- Texte visé : Texte de la commission sur la proposition de loi de Mme Marianne Maximi et plusieurs de ses collègues d’urgence visant à exonérer les apprentis de la contribution sociale généralisée et de la contribution pour le remboursement de la dette sociale (1952)., n° 2122-A0
- Stade de lecture : 1ère lecture (1ère assemblée saisie)
- Examiné par : Assemblée nationale (séance publique)
Compléter cet article par l’alinéa suivant :
« L’exonération ne peut en aucun cas justifier une diminution du niveau de rémunération des apprentis, sous peine de sanctions prévues aux articles L. 8115-1 et suivants du code du travail. »
Le présent amendement introduit donc une clause de non-répercussion, interdisant explicitement toute baisse de la rémunération des apprentis imputable à l’entrée en vigueur de l’exonération.

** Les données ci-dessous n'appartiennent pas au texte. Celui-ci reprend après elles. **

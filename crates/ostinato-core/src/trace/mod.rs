//! Lock-free trace stream for real-time code
//!
//! The audio callback must never call the logging framework directly:
//! formatting allocates, and the `log` backends may take locks. Instead,
//! real-time code pushes fixed-size [`TraceRecord`]s into a bounded
//! lock-free ring, and a background drain thread formats them and forwards
//! them through `log` where latency does not matter. Queue now, format later.
//!
//! Severity taxonomy follows the engine's error-handling design: invalid
//! input and anomalies are traced and tolerated, never propagated as
//! structured errors out of the real-time path.

use std::sync::atomic::{AtomicBool, AtomicU64, Ordering};
use std::sync::Arc;
use std::thread;
use std::time::Duration;

use crossbeam::queue::ArrayQueue;

use crate::types::Frame;

/// Capacity of the trace ring
///
/// A misbehaving host can produce a warning per block; at 375 blocks/sec
/// (128 frames @ 48kHz) 4096 records is ~10 seconds of headroom before the
/// drain thread has to be scheduled.
pub const TRACE_RING_CAPACITY: usize = 4096;

/// Trace severity
#[derive(Debug, Clone, Copy, PartialEq, Eq, PartialOrd, Ord)]
pub enum TraceLevel {
    Error,
    Warn,
    Info,
    Debug,
}

impl TraceLevel {
    fn to_log(self) -> log::Level {
        match self {
            TraceLevel::Error => log::Level::Error,
            TraceLevel::Warn => log::Level::Warn,
            TraceLevel::Info => log::Level::Info,
            TraceLevel::Debug => log::Level::Debug,
        }
    }
}

/// Where in the engine a record originated
///
/// All fields optional so global, per-track and per-frame records share one
/// fixed-size layout.
#[derive(Debug, Clone, Copy, Default, PartialEq, Eq)]
pub struct TraceContext {
    pub track: Option<u8>,
    pub loop_index: Option<u8>,
    pub frame: Option<Frame>,
}

impl TraceContext {
    /// A record with no track association (engine-global)
    pub fn global() -> Self {
        Self::default()
    }

    /// A record for a specific track
    pub fn track(track: usize) -> Self {
        Self {
            track: Some(track as u8),
            ..Self::default()
        }
    }

    /// Attach a loop index
    pub fn with_loop(mut self, loop_index: usize) -> Self {
        self.loop_index = Some(loop_index as u8);
        self
    }

    /// Attach a frame position
    pub fn at_frame(mut self, frame: Frame) -> Self {
        self.frame = Some(frame);
        self
    }
}

/// One trace record: static message plus up to two integer arguments
///
/// `Copy` and allocation-free so pushing from the audio thread is wait-free.
#[derive(Debug, Clone, Copy)]
pub struct TraceRecord {
    pub level: TraceLevel,
    pub context: TraceContext,
    pub message: &'static str,
    pub arg1: i64,
    pub arg2: i64,
}

struct TraceShared {
    ring: ArrayQueue<TraceRecord>,
    /// Records discarded because the ring was full (drain thread starved)
    dropped: AtomicU64,
}

/// Real-time handle for pushing trace records
///
/// Cloneable; every subsystem on the audio thread holds one. Push never
/// blocks: if the ring is full the record is dropped and counted.
#[derive(Clone)]
pub struct TraceSender {
    shared: Arc<TraceShared>,
}

// Manual impl: the ring itself has nothing printable, but components that
// hold a sender want to stay `derive(Debug)`.
impl std::fmt::Debug for TraceSender {
    fn fmt(&self, f: &mut std::fmt::Formatter<'_>) -> std::fmt::Result {
        f.debug_struct("TraceSender")
            .field("dropped", &self.dropped())
            .finish_non_exhaustive()
    }
}

impl TraceSender {
    /// Push a record (wait-free)
    #[inline]
    pub fn push(&self, record: TraceRecord) {
        if self.shared.ring.push(record).is_err() {
            self.shared.dropped.fetch_add(1, Ordering::Relaxed);
        }
    }

    /// Trace at error severity
    #[inline]
    pub fn error(&self, context: TraceContext, message: &'static str, arg1: i64, arg2: i64) {
        self.push(TraceRecord { level: TraceLevel::Error, context, message, arg1, arg2 });
    }

    /// Trace at warn severity
    #[inline]
    pub fn warn(&self, context: TraceContext, message: &'static str, arg1: i64, arg2: i64) {
        self.push(TraceRecord { level: TraceLevel::Warn, context, message, arg1, arg2 });
    }

    /// Trace at info severity
    #[inline]
    pub fn info(&self, context: TraceContext, message: &'static str, arg1: i64, arg2: i64) {
        self.push(TraceRecord { level: TraceLevel::Info, context, message, arg1, arg2 });
    }

    /// Trace at debug severity
    #[inline]
    pub fn debug(&self, context: TraceContext, message: &'static str, arg1: i64, arg2: i64) {
        self.push(TraceRecord { level: TraceLevel::Debug, context, message, arg1, arg2 });
    }

    /// Number of records lost to ring overflow so far
    pub fn dropped(&self) -> u64 {
        self.shared.dropped.load(Ordering::Relaxed)
    }

    /// A sender wired to nothing useful, for unit tests of RT components
    pub fn disconnected() -> Self {
        TraceRing::new(16).0
    }
}

/// Drain side of the trace ring
pub struct TraceDrain {
    shared: Arc<TraceShared>,
    reported_drops: u64,
}

impl TraceDrain {
    /// Pop and format everything currently queued, forwarding into `log`
    ///
    /// Returns the number of records drained. Callable directly from tests
    /// or a host idle callback; `spawn` runs it on a dedicated thread.
    pub fn drain(&mut self) -> usize {
        let mut count = 0;
        while let Some(record) = self.shared.ring.pop() {
            log::log!(
                record.level.to_log(),
                "{}{}: {} ({}, {})",
                format_context(&record.context),
                record
                    .context
                    .frame
                    .map(|f| format!(" f{}", f))
                    .unwrap_or_default(),
                record.message,
                record.arg1,
                record.arg2
            );
            count += 1;
        }

        let dropped = self.shared.dropped.load(Ordering::Relaxed);
        if dropped > self.reported_drops {
            log::warn!("trace ring overflow: {} records lost", dropped - self.reported_drops);
            self.reported_drops = dropped;
        }

        count
    }

    /// Spawn the drain thread
    ///
    /// Runs until `shutdown` is set, then drains one final time so nothing
    /// queued at shutdown is lost.
    pub fn spawn(mut self, shutdown: Arc<AtomicBool>) -> thread::JoinHandle<()> {
        thread::Builder::new()
            .name("ostinato-trace".to_string())
            .spawn(move || {
                log::info!("Trace drain thread started");
                while !shutdown.load(Ordering::Relaxed) {
                    self.drain();
                    // 20ms keeps worst-case ring occupancy low at small block sizes
                    thread::sleep(Duration::from_millis(20));
                }
                self.drain();
                log::info!("Trace drain thread stopped");
            })
            .expect("Failed to spawn trace drain thread")
    }

    /// Pop a single raw record without formatting (test introspection)
    pub fn pop_raw(&mut self) -> Option<TraceRecord> {
        self.shared.ring.pop()
    }
}

fn format_context(context: &TraceContext) -> String {
    match (context.track, context.loop_index) {
        (Some(t), Some(l)) => format!("track {} loop {}", t, l),
        (Some(t), None) => format!("track {}", t),
        _ => "engine".to_string(),
    }
}

/// Trace ring constructor
pub struct TraceRing;

impl TraceRing {
    /// Create a sender/drain pair over a bounded ring
    pub fn new(capacity: usize) -> (TraceSender, TraceDrain) {
        let shared = Arc::new(TraceShared {
            ring: ArrayQueue::new(capacity),
            dropped: AtomicU64::new(0),
        });
        (
            TraceSender { shared: Arc::clone(&shared) },
            TraceDrain { shared, reported_drops: 0 },
        )
    }

    /// Create a ring with the default capacity
    pub fn with_default_capacity() -> (TraceSender, TraceDrain) {
        Self::new(TRACE_RING_CAPACITY)
    }
}

#[cfg(test)]
mod tests {
    use super::*;

    #[test]
    fn test_record_size_stays_fixed() {
        // The record must stay Copy and small enough that pushing from the
        // audio thread is a plain memcpy into the ring.
        let size = std::mem::size_of::<TraceRecord>();
        assert!(size <= 64, "TraceRecord is {} bytes, expected <= 64", size);
    }

    #[test]
    fn test_sender_debug_format() {
        // Components embedding a sender derive Debug, so the sender has to
        // format without exposing the ring internals.
        let (tx, _rx) = TraceRing::new(2);
        tx.info(TraceContext::global(), "a", 0, 0);
        tx.info(TraceContext::global(), "b", 0, 0);
        tx.info(TraceContext::global(), "c", 0, 0);
        let text = format!("{:?}", tx);
        assert!(text.contains("TraceSender"));
        assert!(text.contains("dropped: 1"));
    }

    #[test]
    fn test_push_and_pop_roundtrip() {
        let (tx, mut rx) = TraceRing::new(8);
        tx.warn(TraceContext::track(2).at_frame(100), "loop length mismatch", 4800, 4810);

        let record = rx.pop_raw().expect("record queued");
        assert_eq!(record.level, TraceLevel::Warn);
        assert_eq!(record.context.track, Some(2));
        assert_eq!(record.context.frame, Some(100));
        assert_eq!(record.arg1, 4800);
    }

    #[test]
    fn test_overflow_counts_drops() {
        let (tx, _rx) = TraceRing::new(2);
        for i in 0..5 {
            tx.info(TraceContext::global(), "filler", i, 0);
        }
        assert_eq!(tx.dropped(), 3);
    }

    #[test]
    fn test_drain_empties_ring() {
        let (tx, mut rx) = TraceRing::new(8);
        for i in 0..4 {
            tx.debug(TraceContext::global(), "tick", i, 0);
        }
        assert_eq!(rx.drain(), 4);
        assert!(rx.pop_raw().is_none());
    }
}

Le dispositif proposé vise ainsi à empêcher toute dégradation des revenus des apprentis et à créer une incitation positive à leur recrutement.
Afin d’assurer que l’objectif de la PPL soit pleinement atteint, il convient de garantir que l’exonération ne soit pas neutralisée par une diminution de la rémunération pratiquée par l’employeur.
Il complète ainsi utilement le texte en assurant que le bénéfice de la mesure profite intégralement aux jeunes en formation.